All lines in the listing below that hold the string "CollectionError" are to be tallied, with only the total reported.

*** Begin section ***

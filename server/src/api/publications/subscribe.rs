use crate::api::ErrorResponse;
use crate::auth::MaybeAuthUser;
use axum::{
    extract::{Path, State},
    http::StatusCode,
    response::{
        sse::{Event, KeepAlive, Sse},
        IntoResponse, Response,
    },
    Json,
};
use recipebox_core::{
    publish, Catalog, Channel, Collection, CollectionError, Document, Favorite, Feed, FeedEvent,
    Identity, Publish, Recipe,
};
use serde::Serialize;
use std::sync::Arc;
use std::time::Duration;
use tokio_stream::StreamExt;

const KEEP_ALIVE_INTERVAL: Duration = Duration::from_secs(15);

/// Logs when the client goes away and the stream is dropped.
struct FeedGuard {
    channel: String,
}

impl Drop for FeedGuard {
    fn drop(&mut self) {
        tracing::info!(channel = %self.channel, "publication closed");
    }
}

/// One SSE frame per feed event, named after the event kind.
pub fn encode<D: Serialize>(event: &FeedEvent<D>) -> Result<Event, axum::Error> {
    Event::default().event(event.kind()).json_data(event)
}

fn not_found(channel: &str) -> Response {
    (
        StatusCode::NOT_FOUND,
        Json(ErrorResponse {
            error: format!("Unknown publication: {}", channel),
        }),
    )
        .into_response()
}

fn open<D: Publish>(
    name: String,
    collection: &Collection<D>,
    channel: Channel,
    identity: &Identity,
) -> Response {
    match publish(collection, channel, identity) {
        Ok(feed) => stream(name, feed),
        Err(err) => failed(&name, err),
    }
}

fn stream<D: Publish>(name: String, feed: Feed<D>) -> Response {
    let guard = FeedGuard { channel: name };
    let events = feed.map(move |event| {
        let _guard = &guard;
        encode(&event)
    });

    Sse::new(events)
        .keep_alive(KeepAlive::new().interval(KEEP_ALIVE_INTERVAL))
        .into_response()
}

fn failed(name: &str, err: CollectionError) -> Response {
    tracing::error!(channel = %name, "Failed to open publication: {}", err);
    (
        StatusCode::INTERNAL_SERVER_ERROR,
        Json(ErrorResponse {
            error: "Failed to open publication".to_string(),
        }),
    )
        .into_response()
}

#[utoipa::path(
    get,
    path = "/api/publications/{channel}",
    tag = "publications",
    params(
        ("channel" = String, Path, description = "Publication name, e.g. RecipesCollection.publication.user")
    ),
    responses(
        (status = 200, description = "Server-sent event stream of added, changed, removed and ready events", content_type = "text/event-stream", body = String),
        (status = 404, description = "Unknown publication", body = ErrorResponse)
    ),
    security(
        (),
        ("bearer_auth" = [])
    )
)]
pub async fn subscribe(
    State(catalog): State<Arc<Catalog>>,
    auth: MaybeAuthUser,
    Path(name): Path<String>,
) -> Response {
    let Some((collection, channel)) = Channel::parse(&name) else {
        return not_found(&name);
    };
    let identity = auth.identity();

    tracing::info!(
        channel = %name,
        user_id = ?identity.user_id,
        "publication opened"
    );

    if collection == Recipe::COLLECTION {
        open(name, &catalog.recipes, channel, &identity)
    } else if collection == Favorite::COLLECTION {
        open(name, &catalog.favorites, channel, &identity)
    } else {
        not_found(&name)
    }
}

#[cfg(test)]
mod tests {
    use super::*;

    #[test]
    fn test_every_event_kind_encodes() {
        let events: Vec<FeedEvent<Recipe>> = vec![
            FeedEvent::Removed {
                id: uuid::Uuid::nil(),
            },
            FeedEvent::Ready,
        ];
        for event in &events {
            assert!(encode(event).is_ok(), "{}", event.kind());
        }
    }

    #[test]
    fn test_event_payload_is_tagged() {
        let ready: FeedEvent<Recipe> = FeedEvent::Ready;
        assert_eq!(
            serde_json::to_value(&ready).unwrap(),
            serde_json::json!({"msg": "ready"})
        );
    }
}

*** End section ***

» EXPECTED OUTPUT: 2